The changes will instead allow most electricity storage technologies (excluding pumped hydro) to progress through the Town and Country Planning Act, effectively slashing the permission to progress projects over 50 MW, to between eight and 16 weeks.
The Electricity Storage Network (ESN) said as a result of the ruling no storage projects (except pumped hydro) will need to go through the national planning regime. ESN policy lead Madeleine Greenhalgh said: “This is a significant, positive and well-timed decision from the government; encouraging larger storage projects to come forward will add more jobs and economic benefit to the green recovery. “By recognising the smaller planning impacts of storage projects, this change will save developers time and money and encourage more ambitious storage projects, which are vital to decarbonising our electricity system.”

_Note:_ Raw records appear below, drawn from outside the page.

use std::sync::{Mutex, MutexGuard, PoisonError};
use std::time::Duration;

use crossbeam_channel::{Receiver, RecvTimeoutError, Sender, TryRecvError, bounded};
use tracing::debug;

use crate::constants::NUM_KEYS;
use crate::error::BoundsError;

/// The hexadecimal keypad as the cpu sees it.
///
/// Implementations are shared between the thread that produces key events and the thread
/// that cycles the cpu, so every method takes `&self`.
pub trait KeyInput: Send + Sync {
    /// Is `key` currently held down
    fn get(&self, key: usize) -> Result<bool, BoundsError>;

    /// Records a key going down or up. A key going down resolves the outstanding wait, if any.
    fn set(&self, key: usize, pressed: bool) -> Result<(), BoundsError>;

    /// Registers interest in the next key going down. Only one wait can be outstanding,
    /// registering a new one abandons the previous one.
    fn wait_for_keypress(&self) -> KeyWait;

    /// Abandons the outstanding wait, if any
    fn cancel_wait(&self);
}

/// Where a [`KeyWait`] is at
#[derive(Debug, Clone, Copy, PartialEq, Eq)]
pub enum KeyWaitStatus {
    Pending,
    Pressed(u8),
    /// The key source dropped the wait, no key will ever arrive
    Abandoned,
}

/// The receiving end of a single keypress handoff
#[derive(Debug)]
pub struct KeyWait {
    receiver: Receiver<u8>,
}

impl KeyWait {
    /// Creates a connected pair, for key sources implementing [`KeyInput::wait_for_keypress`]
    pub fn channel() -> (Sender<u8>, KeyWait) {
        let (sender, receiver) = bounded(1);
        (sender, KeyWait { receiver })
    }

    /// Checks for a key without blocking
    pub fn poll(&self) -> KeyWaitStatus {
        match self.receiver.try_recv() {
            Ok(key) => KeyWaitStatus::Pressed(key),
            Err(TryRecvError::Empty) => KeyWaitStatus::Pending,
            Err(TryRecvError::Disconnected) => KeyWaitStatus::Abandoned,
        }
    }

    /// Blocks for at most `timeout` waiting for a key
    pub fn wait_timeout(&self, timeout: Duration) -> KeyWaitStatus {
        match self.receiver.recv_timeout(timeout) {
            Ok(key) => KeyWaitStatus::Pressed(key),
            Err(RecvTimeoutError::Timeout) => KeyWaitStatus::Pending,
            Err(RecvTimeoutError::Disconnected) => KeyWaitStatus::Abandoned,
        }
    }
}

#[derive(Debug, Default)]
struct KeypadState {
    /// A list of "buttons", set to true when pressed, false otherwise
    keys: [bool; NUM_KEYS as usize],
    waiter: Option<Sender<u8>>,
    /// Set once the producer is gone, every wait is abandoned from then on
    closed: bool,
}

/// A [`KeyInput`] guarded by a mutex, with the waiter kept as a single slot channel
#[derive(Debug, Default)]
pub struct Keypad {
    state: Mutex<KeypadState>,
}

impl Keypad {
    pub fn new() -> Self {
        Self::default()
    }

    /// Whether a wait is registered and not yet resolved
    pub fn has_waiter(&self) -> bool {
        self.lock().waiter.is_some()
    }

    /// Marks the producer as gone. The outstanding wait and every later one report
    /// [`KeyWaitStatus::Abandoned`], key levels are still stored.
    pub fn close(&self) {
        let mut state = self.lock();
        state.closed = true;
        if state.waiter.take().is_some() {
            debug!("closed keypad abandoned the outstanding key wait");
        }
    }

    pub fn is_closed(&self) -> bool {
        self.lock().closed
    }

    fn lock(&self) -> MutexGuard<'_, KeypadState> {
        self.state.lock().unwrap_or_else(PoisonError::into_inner)
    }
}

fn check_key(key: usize) -> Result<(), BoundsError> {
    if key >= usize::from(NUM_KEYS) {
        return Err(BoundsError::Key {
            key,
            count: usize::from(NUM_KEYS),
        });
    }
    Ok(())
}

impl KeyInput for Keypad {
    fn get(&self, key: usize) -> Result<bool, BoundsError> {
        check_key(key)?;
        Ok(self.lock().keys[key])
    }

    fn set(&self, key: usize, pressed: bool) -> Result<(), BoundsError> {
        check_key(key)?;
        let mut state = self.lock();
        state.keys[key] = pressed;

        if pressed {
            if let Some(waiter) = state.waiter.take() {
                // the slot is fresh so it can only fail if the cpu let go of the wait
                match waiter.try_send(key as u8) {
                    Ok(()) => debug!(key, "resolved key wait"),
                    Err(_) => debug!(key, "key wait was dropped before it resolved"),
                }
            }
        }
        Ok(())
    }

    fn wait_for_keypress(&self) -> KeyWait {
        let (sender, wait) = KeyWait::channel();
        let mut state = self.lock();
        if state.closed {
            // the sender drops here, nothing will ever press the key
            debug!("keypad is closed, key wait abandoned");
            return wait;
        }
        if state.waiter.replace(sender).is_some() {
            debug!("replaced an outstanding key wait");
        }
        wait
    }

    fn cancel_wait(&self) {
        if self.lock().waiter.take().is_some() {
            debug!("cancelled key wait");
        }
    }
}

#[cfg(test)]
mod tests {
    use super::*;
    use std::sync::Arc;
    use std::thread;

    #[test]
    fn stores_key_levels() {
        let keypad = Keypad::new();
        keypad.set(0xE, true).unwrap();
        assert_eq!(keypad.get(0xE), Ok(true));
        keypad.set(0xE, false).unwrap();
        assert_eq!(keypad.get(0xE), Ok(false));
    }

    #[test]
    fn keys_are_bounds_checked() {
        let keypad = Keypad::new();
        assert_eq!(
            keypad.get(16),
            Err(BoundsError::Key { key: 16, count: 16 })
        );
        assert!(keypad.set(16, true).is_err());
    }

    #[test]
    fn a_press_resolves_the_wait_once() {
        let keypad = Keypad::new();
        let wait = keypad.wait_for_keypress();
        assert_eq!(wait.poll(), KeyWaitStatus::Pending);

        keypad.set(0x7, true).unwrap();
        assert!(!keypad.has_waiter());
        assert_eq!(wait.poll(), KeyWaitStatus::Pressed(0x7));

        // the registration is gone, later presses only change the level
        keypad.set(0x8, true).unwrap();
        assert_eq!(keypad.get(0x8), Ok(true));
        assert_eq!(wait.poll(), KeyWaitStatus::Abandoned);
    }

    #[test]
    fn releases_do_not_resolve_the_wait() {
        let keypad = Keypad::new();
        let wait = keypad.wait_for_keypress();
        keypad.set(0x3, false).unwrap();
        assert_eq!(wait.poll(), KeyWaitStatus::Pending);
        assert!(keypad.has_waiter());
    }

    #[test]
    fn cancelling_abandons_the_wait() {
        let keypad = Keypad::new();
        let wait = keypad.wait_for_keypress();
        keypad.cancel_wait();
        assert!(!keypad.has_waiter());
        assert_eq!(wait.poll(), KeyWaitStatus::Abandoned);
    }

    #[test]
    fn a_new_wait_replaces_the_old_one() {
        let keypad = Keypad::new();
        let old = keypad.wait_for_keypress();
        let new = keypad.wait_for_keypress();
        assert_eq!(old.poll(), KeyWaitStatus::Abandoned);
        keypad.set(0x1, true).unwrap();
        assert_eq!(new.poll(), KeyWaitStatus::Pressed(0x1));
    }

    #[test]
    fn dropping_the_wait_leaves_no_waiter_behind_after_a_press() {
        let keypad = Keypad::new();
        drop(keypad.wait_for_keypress());
        keypad.set(0x2, true).unwrap();
        assert!(!keypad.has_waiter());
    }

    #[test]
    fn closing_abandons_current_and_later_waits() {
        let keypad = Keypad::new();
        let before = keypad.wait_for_keypress();
        keypad.close();
        assert!(keypad.is_closed());
        assert_eq!(before.poll(), KeyWaitStatus::Abandoned);

        let after = keypad.wait_for_keypress();
        assert_eq!(after.poll(), KeyWaitStatus::Abandoned);
        assert!(!keypad.has_waiter());

        // levels still go through
        keypad.set(0x4, true).unwrap();
        assert_eq!(keypad.get(0x4), Ok(true));
    }

    #[test]
    fn presses_cross_threads() {
        let keypad = Arc::new(Keypad::new());
        let wait = keypad.wait_for_keypress();

        let producer = Arc::clone(&keypad);
        let handle = thread::spawn(move || producer.set(0xA, true));

        assert_eq!(
            wait.wait_timeout(Duration::from_secs(5)),
            KeyWaitStatus::Pressed(0xA)
        );
        handle.join().unwrap().unwrap();
    }
}
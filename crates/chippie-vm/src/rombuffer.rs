use std::fs;
use std::io::{self, Read};
use std::path::Path;

use tracing::debug;

// Holds the data from a chip8 file as a vec of bytes
#[derive(Debug, Clone, Default, PartialEq, Eq)]
pub struct RomBuffer {
    buffer: Vec<u8>,
}

impl RomBuffer {
    pub fn open(path: impl AsRef<Path>) -> io::Result<Self> {
        let buffer = fs::read(path.as_ref())?;
        debug!(path = %path.as_ref().display(), bytes = buffer.len(), "read rom");
        Ok(RomBuffer { buffer })
    }

    pub fn from_reader(reader: &mut impl Read) -> io::Result<Self> {
        let mut buffer = Vec::new();
        reader.read_to_end(&mut buffer)?;
        Ok(RomBuffer { buffer })
    }

    pub fn from_bytes(bytes: Vec<u8>) -> Self {
        RomBuffer { buffer: bytes }
    }

    pub fn contents(&self) -> &[u8] {
        &self.buffer
    }

    pub fn len(&self) -> usize {
        self.buffer.len()
    }

    pub fn is_empty(&self) -> bool {
        self.buffer.is_empty()
    }
}
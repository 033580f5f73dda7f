use crate::constants::{DISPLAY_HEIGHT, DISPLAY_WIDTH, RAM_SIZE, STACK_SIZE};

/// The shape of the machine to build. The defaults describe the classic 4K machine with a
/// 64x32 display.
#[derive(Debug, Clone, PartialEq, Eq)]
pub struct Config {
    pub stack_capacity: usize,
    pub memory_size: usize,
    pub width: usize,
    pub height: usize,
    /// Seed for the random number instruction, a random seed is used when this is None
    pub seed: Option<u64>,
}

impl Default for Config {
    fn default() -> Self {
        Self {
            stack_capacity: STACK_SIZE,
            memory_size: RAM_SIZE,
            width: DISPLAY_WIDTH,
            height: DISPLAY_HEIGHT,
            seed: None,
        }
    }
}
use std::time::Instant;

use crate::constants::TIMER_PERIOD;

/// The delay and sound timers.
///
/// Both count down towards zero at 60hz. The countdown is driven by wall clock time rather
/// than by how often the cpu cycles, so ticking fast does not drain them any quicker, and a
/// driver that stalls catches up by however many periods went by.
#[derive(Debug, Clone, Copy)]
pub struct Timers {
    /// 0 by default, unless it's set to a number then it will just start decrementing by one
    /// 60 times per second
    delay: u8,
    /// Same as the delay timer, except the sound timer causes a beep when it's not zero
    sound: u8,
    last_decrement: Instant,
}

impl Timers {
    pub fn new(now: Instant) -> Self {
        Self {
            delay: 0,
            sound: 0,
            last_decrement: now,
        }
    }

    pub fn delay(&self) -> u8 {
        self.delay
    }
    pub fn set_delay(&mut self, value: u8) {
        self.delay = value;
    }
    pub fn sound(&self) -> u8 {
        self.sound
    }
    pub fn set_sound(&mut self, value: u8) {
        self.sound = value;
    }

    /// Decrements both timers once for every full period since the last decrement.
    /// Leftover time carries over to the next call.
    pub fn update(&mut self, now: Instant) {
        let elapsed = now.saturating_duration_since(self.last_decrement);
        let periods = elapsed.as_nanos() / TIMER_PERIOD.as_nanos();
        if periods == 0 {
            return;
        }

        let steps = u8::try_from(periods).unwrap_or(u8::MAX);
        self.delay = self.delay.saturating_sub(steps);
        self.sound = self.sound.saturating_sub(steps);

        // u32 is plenty for the periods we can observe, anything bigger drained the timers
        match u32::try_from(periods) {
            Ok(periods) => self.last_decrement += TIMER_PERIOD * periods,
            Err(_) => self.last_decrement = now,
        }
    }
}

#[cfg(test)]
mod tests {
    use super::*;
    use std::time::Duration;

    #[test]
    fn does_not_decrement_within_a_period() {
        let start = Instant::now();
        let mut timers = Timers::new(start);
        timers.set_delay(10);
        timers.set_sound(10);
        for ms in 0..16 {
            timers.update(start + Duration::from_millis(ms));
        }
        assert_eq!(timers.delay(), 10);
        assert_eq!(timers.sound(), 10);
    }

    #[test]
    fn decrements_once_per_period() {
        let start = Instant::now();
        let mut timers = Timers::new(start);
        timers.set_delay(10);
        timers.update(start + TIMER_PERIOD);
        assert_eq!(timers.delay(), 9);
        // many fast updates inside the next period do nothing
        timers.update(start + TIMER_PERIOD + Duration::from_millis(1));
        timers.update(start + TIMER_PERIOD + Duration::from_millis(2));
        assert_eq!(timers.delay(), 9);
        timers.update(start + TIMER_PERIOD * 2);
        assert_eq!(timers.delay(), 8);
    }

    #[test]
    fn catches_up_after_a_stall() {
        let start = Instant::now();
        let mut timers = Timers::new(start);
        timers.set_delay(10);
        timers.set_sound(3);
        timers.update(start + TIMER_PERIOD * 4 + Duration::from_millis(5));
        assert_eq!(timers.delay(), 6);
        // clamped at zero
        assert_eq!(timers.sound(), 0);
        // the 5ms left over count towards the next period
        timers.update(start + TIMER_PERIOD * 5);
        assert_eq!(timers.delay(), 5);
    }

    #[test]
    fn long_stalls_clamp_at_zero() {
        let start = Instant::now();
        let mut timers = Timers::new(start);
        timers.set_delay(255);
        timers.update(start + Duration::from_secs(3600));
        assert_eq!(timers.delay(), 0);
    }

    #[test]
    fn time_going_backwards_is_ignored() {
        let start = Instant::now() + Duration::from_secs(1);
        let mut timers = Timers::new(start);
        timers.set_delay(1);
        timers.update(start - Duration::from_millis(500));
        assert_eq!(timers.delay(), 1);
    }
}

RenewableUK policy and regulation director Rebecca Williams said: “This scale of battery is becoming the new norm. Today’s announcement will stimulate investment in the energy system we need to reach net zero as fast and as cheaply as possible.”
Pivot Power chief executive Matt Allen said policy certainty is “vital” to moving any market forward. He added: “The UK needs gigawatts more energy storage over the coming decades to support more renewables and meet our net zero commitments. “We welcome today’s announcement from government, which will make it easier for developers like ourselves to build energy storage projects at the scale and speed required.”
Solar Trade Association (STA) chief executive Chris Hewett said: “We welcome the decision to make it easier to deploy flexible large-scale energy storage technologies in the UK, which will help to further decarbonise and improve the resilience of our energy system.” “The next steps in unlocking the potential of energy storage, and maximising the crucial role it can play in managing growing solar and wind output, are to provide greater access to flexibility markets, including the capacity market, and applying fairer network charging rules.”
STA has calculated there is currently in excess of 13.5 GW of battery storage projects in the pipeline, with 1.3 GW ready to build, 5.7 GW with planning permission and a further 6.5 GW proposed.
Vattenfall renewable development manager Jake Dunn said: “The Government’s decision to ease planning restrictions, so that more and larger energy storage can be installed is absolutely the right way to go. “The UK will never be free from fossil-fuels until electricity storage is part of our energy system, but the volumes of power we need to be able to store are huge. “However, it’s crucial that storage is co-located at solar and wind farm sites, due to the significant logistical and cost benefits that co-location offers for grid connections and land.”
Renewable Energy Agency policy head Frank Gordon added: “Whilst this is a positive development, we must remember that there are a matrix of changes that need to be made to the way our grids and energy system are managed if we are to fully decarbonise.“We welcome other recent announcements to this end, including the regulator’s proposal to increase the allowable spending by the Electricity System Operator so that they can develop their control room to fully capture the benefits of a more local and dynamic system.”